脑内小胶质细胞的活化引起的神经炎症是帕金森病（Parkinson's Disease，PD）重要的发病机制之一。通过抑制、减轻神经炎症反应为靶点改善和阻断PD的进展，是防治PD的一个有效新策略。我们前期研究发现：利福平可通过抑制TLR-4介导的NF-κB通路的激活，减轻神经炎症从而发挥神经元的保护作用。我们进一步运用蛋白质组学技术研究发现：利福平可抑制MSS1的表达，而MSS1是泛素-蛋白酶体途径重要的调节亚基，可以启动相关炎症基因的表达，但其作用的分子机制尚未阐明。根据预实验结果我们推测：调控MSS1的表达可能成为防治PD的一个潜在靶点。因此，本研究拟通过体内、外实验，阐明调控MSS1的表达致NF-κB的活化受抑制从而引起促炎症细胞因子水平的降低在PD疾病中发挥重要作用的分子机制，这将为PD的防治提供全新的视角和靶点。

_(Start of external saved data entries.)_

use cfd_profiles_core::diagnostics::{fire_curve_table, wind_profile_table, TimeSchedule};
use cfd_profiles_core::{
    FireCurveModel, FireGrowthClass, SimulationConfig, TerrainCategory, WindProfileModel,
};
use clap::{Parser, ValueEnum};
use std::error::Error;
use std::io::{self, Write};
use tracing::info;
use tracing_subscriber::EnvFilter;

/// Which tables to print
#[derive(Debug, Clone, Copy, PartialEq, Eq, ValueEnum)]
enum Report {
    Wind,
    Fire,
    All,
}

/// Print diagnostic tables for the wind profile and fire curve of a CFD case
#[derive(Parser, Debug)]
#[command(name = "demo-headless")]
#[command(about = "Eurocode wind profile and t² fire curve tables", long_about = None)]
struct Args {
    /// Tables to print
    #[arg(short, long, value_enum, default_value_t = Report::All)]
    report: Report,

    /// JSON configuration file (missing fields take defaults)
    #[arg(short, long)]
    config: Option<String>,

    /// Eurocode terrain category (0, I, II, III, IV); overrides z0 and z_min
    #[arg(short, long)]
    terrain: Option<TerrainCategory>,

    /// Fire growth class (slow, medium, fast, ultra-fast); overrides the growth coefficient
    #[arg(short, long)]
    growth: Option<FireGrowthClass>,

    /// Fundamental basic wind velocity in m/s
    #[arg(short, long)]
    wind_speed: Option<f64>,

    /// Wind direction in degrees clockwise from north
    #[arg(long)]
    wind_direction: Option<f64>,

    /// Domain height in meters
    #[arg(long)]
    zone_height: Option<f64>,

    /// Fire table horizon in seconds
    #[arg(long, default_value_t = TimeSchedule::DEFAULT_HORIZON)]
    horizon: f64,

    /// Number of fire table steps over the horizon
    #[arg(long, default_value_t = TimeSchedule::DEFAULT_STEPS)]
    steps: usize,

    /// Print the effective configuration as JSON and exit
    #[arg(long)]
    dump_config: bool,

    /// Log level when RUST_LOG is not set (trace, debug, info, warn, error)
    #[arg(short, long, default_value = "warn")]
    log_level: String,
}

impl Args {
    /// Configuration file (or defaults) with the command line overrides applied
    fn effective_config(&self) -> Result<SimulationConfig, Box<dyn Error>> {
        let mut config = match &self.config {
            Some(path) => SimulationConfig::load(path)?,
            None => SimulationConfig::default(),
        };

        if let Some(category) = self.terrain {
            config.wind = config.wind.with_terrain(category);
        }
        if let Some(class) = self.growth {
            config.fire = config.fire.with_growth_class(class);
        }
        if let Some(speed) = self.wind_speed {
            config.wind.vb0 = speed;
        }
        if let Some(direction) = self.wind_direction {
            config.wind.wind_direction_deg = direction;
        }
        if let Some(height) = self.zone_height {
            config.wind.zone_height = height;
        }

        config.validate()?;
        Ok(config)
    }
}

fn write_wind_report(out: &mut impl Write, model: &WindProfileModel) -> io::Result<()> {
    writeln!(out, "LOG PROFILE INPUT VALUES:")?;
    writeln!(out, "kr= {:.6}", model.roughness_factor())?;
    writeln!(out, "vB= {:.3}", model.basic_velocity())?;
    writeln!(out, "delV= {:.3}", model.velocity_reduction_factor())?;
    writeln!(out, "theta= {:.3}", model.heading())?;
    writeln!(out)?;
    writeln!(out, "CALCULATED PROFILE:")?;

    for s in wind_profile_table(model) {
        writeln!(
            out,
            "z= {:.1}\t\txV= {:.3}\tyV= {:.3}\tIu= {:.3}\tk= {:.3}\te= {:.5}\tw= {:.5}",
            s.z, s.vx, s.vy, s.turbulence_intensity, s.tke, s.epsilon, s.omega
        )?;
    }
    writeln!(out)
}

fn write_fire_report(
    out: &mut impl Write,
    model: &FireCurveModel,
    schedule: TimeSchedule,
) -> io::Result<()> {
    let src_vol = model.config().src_vol;

    writeln!(out, "FIRE CURVE VALUES:")?;
    for s in fire_curve_table(model, schedule) {
        writeln!(
            out,
            "Time = {:.1} s  |  HRR = {:.2} kW  |  G.smoke = {:.4} kg/s  |  SRC_VOL = {:.2} m3  |  HRR/Vol = {:.4} W/m3  |  G.smoke/Vol = {:.6} kg/s/m3",
            s.time,
            s.heat_release_kw,
            s.smoke_flow_total,
            src_vol,
            s.heat_release_rate,
            s.smoke_mass_flow
        )?;
    }
    writeln!(out)
}

fn main() -> Result<(), Box<dyn Error>> {
    let args = Args::parse();

    let filter =
        EnvFilter::try_from_default_env().unwrap_or_else(|_| EnvFilter::new(&args.log_level));
    tracing_subscriber::fmt()
        .with_env_filter(filter)
        .with_target(false)
        .with_writer(io::stderr)
        .init();

    let config = args.effective_config()?;

    let stdout = io::stdout();
    let mut out = stdout.lock();

    if args.dump_config {
        writeln!(out, "{}", config.to_json_string()?)?;
        return Ok(());
    }

    info!(report = ?args.report, "Writing diagnostic tables");

    if matches!(args.report, Report::Wind | Report::All) {
        write_wind_report(&mut out, &config.wind_model())?;
    }
    if matches!(args.report, Report::Fire | Report::All) {
        let schedule = TimeSchedule::new(args.horizon, args.steps);
        write_fire_report(&mut out, &config.fire_model(), schedule)?;
    }

    Ok(())
}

脑内小胶质细胞的活化引起的神经炎症是帕金森病（Parkinson’s Disease，PD）重要的发病机制之一。通过抑制、减轻神经炎症反应为靶点改善和阻断PD的进展，是防治PD的一个有效新策略。我们前期研究发现：利福平可通过抑制TLR-4介导的NF-κB通路的激活，减轻神经炎症从而发挥神经元的保护作用。我们进一步运用蛋白质组学技术研究发现：利福平可抑制MSS1的表达，而MSS1是泛素-蛋白酶体途径重要的调节亚基，可以启动相关炎症基因的表达，但其作用的分子机制尚未阐明。. 本研究通过体内、外实验，阐明调控MSS1的表达致NF-κB的活化受抑制从而引起促炎症细胞因子水平的降低在PD疾病中发挥重要作用的分子机制。研究证实，(一）siRNA干扰MSS1基因后能够明显增加LPS刺激BV2小胶质细胞IκBα的表达。siRNA干扰MSS1基因后能够明显减少LPS刺激BV2小胶质细胞iNOS、COX-2的表达。（二）利福平通过抑制TLR4对LPS刺激神经元与小胶质细胞共培养体系中神经元凋亡具有抑制作用。（三）通过建立稳定的小胶质细胞与神经元共培养的体系，发现下调MSS1的表达后对小胶质细胞活化介导的神经元损伤具有保护作用；（四）以雄性SD大鼠复制PD动物模型，将MSS1 siRNA片段脑立体定向注射抑制MSS1的表达，发现对PD模型鼠行为学具有改善作用。. 本课题研究阐明：调控MSS1是PD一个潜在的治疗靶点。抑制MSS1的表达通过抑制TLR-4介导的泛素化的IκBα的降解来调控NF-κB的活化，从而调节炎症细胞因子的释放，进而抑制神经炎症和减轻炎症反应，改善和阻断PD疾病的进展。